As Lofe suggests, a major part of keeping control over a consulting engagement is figuring out how to end it well. That works two ways: making sure the consultants don’t hang on too long, but also that they don’t leave too soon. “I’ve been in situations where we’ve had to repeatedly ask a consultant to return because there was no knowledge transfer. Never again,” says Jeff Burchill, senior vice president and CFO of global property insurer FM Global. Now, the company assigns an internal project manager to each consulting project in order to fully digest the project and then end it. The project manager’s job is to “import the skill sets of the provider and then transfer this knowledge to others through training,” he says.

Cardinal Health has similar practices in place to keep a tight rein on its engagements. “If we engage Deloitte or McKinsey, we designate a very senior executive as its sponsor, to understand and monitor any and all projects being done by that firm,” says Henderson, who himself is an executive sponsor for “a number” of large consultancies.

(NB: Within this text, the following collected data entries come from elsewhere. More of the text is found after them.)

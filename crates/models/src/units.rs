//! Derived quantities used by model parameters.

use uom::{
    si::{
        ISQ, Quantity, SI,
        f64::{Area, Force, Length, Mass, Velocity},
        area::square_meter,
        force::newton,
        length::meter,
        mass::kilogram,
        velocity::meter_per_second,
    },
    typenum::{N1, N2, P1, P3, Z0},
};

/// Stiffness is a force per unit length (N/m or kg/s²).
pub type Stiffness = Quantity<ISQ<Z0, P1, N2, Z0, Z0, Z0, Z0>, SI<f64>, f64>;

/// Linear damping is a force per unit velocity (N·s/m or kg/s).
pub type Damping = Quantity<ISQ<Z0, P1, N1, Z0, Z0, Z0, Z0>, SI<f64>, f64>;

/// The gravitational constant has units of m³/(kg·s²).
pub type GravitationalConstant = Quantity<ISQ<P3, N1, N2, Z0, Z0, Z0, Z0>, SI<f64>, f64>;

/// Creates a stiffness from SI units (N/m).
#[must_use]
pub fn stiffness_si(value: f64) -> Stiffness {
    Force::new::<newton>(value) / Length::new::<meter>(1.0)
}

/// Creates a damping coefficient from SI units (N·s/m).
#[must_use]
pub fn damping_si(value: f64) -> Damping {
    Force::new::<newton>(value) / Velocity::new::<meter_per_second>(1.0)
}

/// Creates a gravitational constant from SI units (m³/(kg·s²)).
#[must_use]
pub fn gravitational_constant_si(value: f64) -> GravitationalConstant {
    let unit_mass = Mass::new::<kilogram>(1.0);
    Force::new::<newton>(value) * Area::new::<square_meter>(1.0) / (unit_mass * unit_mass)
}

That approach ensures that Cardinal Health doesn’t unknowingly retain the same consulting firm for the same project in different business units. The company thus achieves greater consistency in project design and fee structure. Using one consultancy to provide coordinated service wherever feasible may also offer the chance to negotiate a volume discount, notes Tan.

However, perhaps the best lesson CFOs can offer about handling consultants is to not get too comfortable with them. Henderson says his biggest goal is to avoid relying exclusively on the services provided by a single consultancy — no matter how good the price or the result. “Even if the firm provides top-notch service,” he says, “you need to shake things up with other perspectives now and then — recommendations and observations you never thought of. We’re learning all the time.”

Russ Banham is a contributing editor of CFO.